I think ’twas on the morning of the 28th that the Royalists across the ford showed a flag of truce; which having been answered, a small party of horse came riding over, the leader with a letter for the Earl of Essex which he was suffered to carry to Fowey, riding thither in the midst of an escort of six and leaving his own men behind on the near side of the ford.
While they waited by their horses I drew near to one of them and asked him if he knew aught of my brother, Captain Mark Lantine. He answered, after eyeing me sharply, that he knew my brother well—a very gallant officer, now serving with the Earl of Cleveland’s brigade.
“That will be on the slope beneath Boconnoc,” said I.
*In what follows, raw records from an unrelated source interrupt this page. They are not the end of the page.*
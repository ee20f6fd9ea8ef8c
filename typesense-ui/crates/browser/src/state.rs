use crate::error::BrowserError;
use client::{SearchService, ServiceError};
use core_types::{CollectionSchema, Document, MATCH_ALL, PER_PAGE, SearchParams, SearchResponse};
use query::{
    FilterValue, Filters, PageWindow, QueryInputs, SortState, build_search_params,
    documents_from_response,
};
use tracing::{debug, warn};

/// Coarse lifecycle of the browser.
#[derive(Debug, Clone, Copy, PartialEq, Eq)]
pub enum Phase {
    /// No collection selected.
    Idle,
    /// Schema fetch in flight.
    LoadingSchema,
    /// Schema fetch failed; waiting for a new selection.
    LoadFailed,
    /// Schema loaded; searches may be in flight or settled.
    SchemaReady,
}

/// Schema fetch the caller must run and report back via [`BrowserState::complete_load`].
#[derive(Debug, Clone, PartialEq, Eq)]
pub struct LoadTicket {
    pub seq: u64,
    pub collection: String,
}

impl LoadTicket {
    pub async fn execute<S>(&self, service: &S) -> Result<CollectionSchema, ServiceError>
    where
        S: SearchService + ?Sized,
    {
        service.fetch_collection_schema(&self.collection).await
    }
}

/// Search the caller must run and report back via [`BrowserState::complete_search`].
#[derive(Debug, Clone, PartialEq, Eq)]
pub struct SearchTicket {
    pub seq: u64,
    pub collection: String,
    pub params: SearchParams,
}

impl SearchTicket {
    pub async fn execute<S>(&self, service: &S) -> Result<SearchResponse, ServiceError>
    where
        S: SearchService + ?Sized,
    {
        service.search(&self.collection, &self.params).await
    }
}

/// Observable state of the document browser plus its transitions.
///
/// Every mutation of query, filters, sort or page goes through
/// [`Self::rebuild_and_dispatch`], which returns a fresh [`SearchTicket`]
/// whenever a schema is loaded.
#[derive(Debug, Clone)]
pub struct BrowserState {
    selected: Option<String>,
    schema: Option<CollectionSchema>,
    documents: Vec<Document>,
    response: Option<SearchResponse>,
    error: Option<BrowserError>,

    query: String,
    filters: Filters,
    current_page: u32,
    per_page: u32,
    sort: SortState,

    next_seq: u64,
    pending_load: Option<u64>,
    pending_search: Option<u64>,
}

impl Default for BrowserState {
    fn default() -> Self {
        Self::new()
    }
}

impl BrowserState {
    pub fn new() -> Self {
        Self {
            selected: None,
            schema: None,
            documents: Vec::new(),
            response: None,
            error: None,
            query: MATCH_ALL.to_string(),
            filters: Filters::new(),
            current_page: 1,
            per_page: PER_PAGE,
            sort: SortState::default(),
            next_seq: 0,
            pending_load: None,
            pending_search: None,
        }
    }

    pub fn selected(&self) -> Option<&str> {
        self.selected.as_deref()
    }

    pub const fn schema(&self) -> Option<&CollectionSchema> {
        self.schema.as_ref()
    }

    pub fn documents(&self) -> &[Document] {
        &self.documents
    }

    pub const fn response(&self) -> Option<&SearchResponse> {
        self.response.as_ref()
    }

    pub const fn error(&self) -> Option<&BrowserError> {
        self.error.as_ref()
    }

    pub fn error_message(&self) -> Option<String> {
        self.error.as_ref().map(ToString::to_string)
    }

    pub fn query(&self) -> &str {
        &self.query
    }

    pub const fn filters(&self) -> &Filters {
        &self.filters
    }

    pub const fn current_page(&self) -> u32 {
        self.current_page
    }

    pub const fn per_page(&self) -> u32 {
        self.per_page
    }

    pub const fn sort(&self) -> &SortState {
        &self.sort
    }

    pub const fn is_loading(&self) -> bool {
        self.pending_load.is_some() || self.pending_search.is_some()
    }

    pub const fn phase(&self) -> Phase {
        match (&self.selected, &self.schema) {
            (None, _) => Phase::Idle,
            (Some(_), Some(_)) => Phase::SchemaReady,
            (Some(_), None) if self.pending_load.is_some() => Phase::LoadingSchema,
            (Some(_), None) => Phase::LoadFailed,
        }
    }

    /// Pager for the last settled response.
    pub fn page_window(&self) -> Option<PageWindow> {
        self.response
            .as_ref()
            .map(|r| PageWindow::new(r.found, self.current_page, self.per_page))
    }

    /// Select a collection, or deselect with `None`.
    ///
    /// Selecting drops the previous schema and results right away; query,
    /// filters, sort and page are reset only once the new schema arrives.
    pub fn select_collection(&mut self, name: Option<&str>) -> Option<LoadTicket> {
        self.schema = None;
        self.documents.clear();
        self.response = None;
        self.error = None;
        self.pending_search = None;

        let Some(name) = name else {
            debug!(previous = ?self.selected, "collection deselected");
            self.selected = None;
            self.pending_load = None;
            return None;
        };

        self.selected = Some(name.to_string());
        let seq = self.bump_seq();
        self.pending_load = Some(seq);
        debug!(collection = name, seq, "loading collection schema");
        Some(LoadTicket {
            seq,
            collection: name.to_string(),
        })
    }

    /// Apply a schema fetch result. Stale tickets are ignored.
    pub fn complete_load(
        &mut self,
        seq: u64,
        result: Result<CollectionSchema, ServiceError>,
    ) -> Option<SearchTicket> {
        if self.pending_load != Some(seq) {
            debug!(seq, latest = ?self.pending_load, "discarding stale schema load");
            return None;
        }
        self.pending_load = None;

        match result {
            Ok(schema) => {
                debug!(collection = %schema.name, fields = schema.fields.len(), "schema loaded");
                self.filters.clear();
                self.query = MATCH_ALL.to_string();
                self.current_page = 1;
                self.sort = SortState::for_schema(&schema);
                self.schema = Some(schema);
                self.rebuild_and_dispatch()
            }
            Err(source) => {
                let collection = self.selected.clone().unwrap_or_default();
                warn!(%collection, error = %source, "failed to load collection schema");
                self.error = Some(BrowserError::SchemaLoad { collection, source });
                None
            }
        }
    }

    pub fn set_search_query(&mut self, text: impl Into<String>) -> Option<SearchTicket> {
        self.query = text.into();
        self.current_page = 1;
        self.rebuild_and_dispatch()
    }

    /// Set the criterion for one field. Fields the loaded schema lacks are ignored.
    pub fn handle_filter_change(
        &mut self,
        field: &str,
        value: impl Into<FilterValue>,
    ) -> Option<SearchTicket> {
        let schema = self.schema.as_ref()?;
        if !schema.has_field(field) {
            warn!(field, collection = %schema.name, "ignoring filter on unknown field");
            return None;
        }
        self.filters.insert(field.to_string(), value.into());
        self.current_page = 1;
        self.rebuild_and_dispatch()
    }

    pub fn clear_filter(&mut self, field: &str) -> Option<SearchTicket> {
        self.filters.shift_remove(field);
        self.current_page = 1;
        self.rebuild_and_dispatch()
    }

    pub fn toggle_sort(&mut self, field: &str) -> Option<SearchTicket> {
        self.sort.toggle(field);
        self.current_page = 1;
        self.rebuild_and_dispatch()
    }

    /// Jump to a page (clamped to at least 1). Leaves query, filters and sort alone.
    pub fn set_current_page(&mut self, page: u32) -> Option<SearchTicket> {
        self.current_page = page.max(1);
        self.rebuild_and_dispatch()
    }

    pub fn next_page(&mut self) -> Option<SearchTicket> {
        let window = self.page_window()?;
        if !window.has_next() {
            return None;
        }
        self.set_current_page(window.page + 1)
    }

    pub fn prev_page(&mut self) -> Option<SearchTicket> {
        if self.current_page <= 1 {
            return None;
        }
        self.set_current_page(self.current_page - 1)
    }

    /// Re-run the current search unchanged, e.g. to retry after an error.
    pub fn refresh(&mut self) -> Option<SearchTicket> {
        self.rebuild_and_dispatch()
    }

    /// Build the request for the current state and mark it as the one to accept.
    pub fn rebuild_and_dispatch(&mut self) -> Option<SearchTicket> {
        let schema = self.schema.as_ref()?;
        let params = build_search_params(
            schema,
            &QueryInputs {
                query: &self.query,
                filters: &self.filters,
                sort: &self.sort,
                page: self.current_page,
                per_page: self.per_page,
            },
        );
        let collection = schema.name.clone();
        let seq = self.bump_seq();
        self.pending_search = Some(seq);
        debug!(
            %collection,
            seq,
            q = %params.q,
            filter_by = ?params.filter_by,
            sort_by = ?params.sort_by,
            page = params.page,
            "dispatching search"
        );
        Some(SearchTicket {
            seq,
            collection,
            params,
        })
    }

    /// Apply a search result. Returns `false` when the ticket was superseded.
    pub fn complete_search(
        &mut self,
        seq: u64,
        result: Result<SearchResponse, ServiceError>,
    ) -> bool {
        if self.pending_search != Some(seq) {
            debug!(seq, latest = ?self.pending_search, "discarding stale search response");
            return false;
        }
        self.pending_search = None;

        match result {
            Ok(response) => {
                debug!(
                    seq,
                    found = response.found,
                    took_ms = response.search_time_ms,
                    "search completed"
                );
                self.documents = documents_from_response(&response);
                self.response = Some(response);
                self.error = None;
            }
            Err(source) => {
                let collection = self.selected.clone().unwrap_or_default();
                warn!(%collection, error = %source, "search failed");
                self.documents.clear();
                self.response = None;
                self.error = Some(BrowserError::Search { collection, source });
            }
        }
        true
    }

    fn bump_seq(&mut self) -> u64 {
        self.next_seq += 1;
        self.next_seq
    }
}
//! Search service boundary for Typesense UI.
//!
//! The browser state machine only talks to a [`SearchService`]. Production
//! code plugs in [`HttpSearchService`]; tests plug in an in-memory fake. A
//! service handle is created on connect and dropped on disconnect, there is
//! no process-wide client.

use async_trait::async_trait;
use core_types::{CollectionSchema, Document, SearchParams, SearchResponse};
use thiserror::Error;

pub mod http;

pub use http::HttpSearchService;

/// Failure categories surfaced by a search service.
///
/// The payload is the human-readable message shown to the user.
#[derive(Debug, Clone, PartialEq, Eq, Error)]
pub enum ServiceError {
    /// Collection or document does not exist.
    #[error("{0}")]
    NotFound(String),
    /// Server unreachable, rejected the credentials, or answered garbage.
    #[error("{0}")]
    Connection(String),
    /// Malformed filter/sort/query syntax.
    #[error("{0}")]
    Query(String),
}

#[derive(Debug, Clone, Copy, PartialEq, Eq)]
pub enum ErrorKind {
    NotFound,
    Connection,
    Query,
}

impl ServiceError {
    pub const fn kind(&self) -> ErrorKind {
        match self {
            Self::NotFound(_) => ErrorKind::NotFound,
            Self::Connection(_) => ErrorKind::Connection,
            Self::Query(_) => ErrorKind::Query,
        }
    }

    pub fn message(&self) -> &str {
        match self {
            Self::NotFound(m) | Self::Connection(m) | Self::Query(m) => m,
        }
    }
}

/// Operations the admin UI needs from a Typesense server.
#[async_trait]
pub trait SearchService: Send + Sync {
    async fn list_collections(&self) -> Result<Vec<CollectionSchema>, ServiceError>;

    async fn fetch_collection_schema(&self, name: &str) -> Result<CollectionSchema, ServiceError>;

    async fn delete_collection(&self, name: &str) -> Result<(), ServiceError>;

    async fn search(
        &self,
        collection: &str,
        params: &SearchParams,
    ) -> Result<SearchResponse, ServiceError>;

    async fn get_document(&self, collection: &str, id: &str) -> Result<Document, ServiceError>;

    async fn delete_document(&self, collection: &str, id: &str) -> Result<(), ServiceError>;
}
“How know you that?” he asked briskly, and I was telling him that the dispositions of the Royal troops were no secret to the rebels (warning of all fresh movements being brought daily to the ford from Lostwithiel), when a sergeant interrupted and, forbidding any further converse, packed me off homeward, yet not unkindly.
For what came of this talk Margery—to whom I reported it that same evening—must bear the credit. For two days she brooded over it, keeping silence even beyond her wont, and then on the night of the 30th, at nine o’clock, when I was scarce abed, she tapped at my door and bade me arise and dress myself. She had an expedition to propose, no less than that we should cross the river and pay Mark a visit in his quarters.
Her boldness took away my breath: yet as she whispered her plan it did not seem impossible or, bating the chance of being shot by a stray outpost, so very dangerous. A heavy fog lay over the hills, as it had lain for nights. The tide was flowing. My father’s boat had been dragged ashore and lay bottom upwards under a cliff about three hundred yards above the ford. If we could reach and right it without being discovered, either one of us was clever enough, with an oar over the stern, to scull noiselessly across to the entrance of a creek where the current would take us up towards Boconnoc between banks held on either side by Royalists; to whom, if they surprised us, we could tell our business.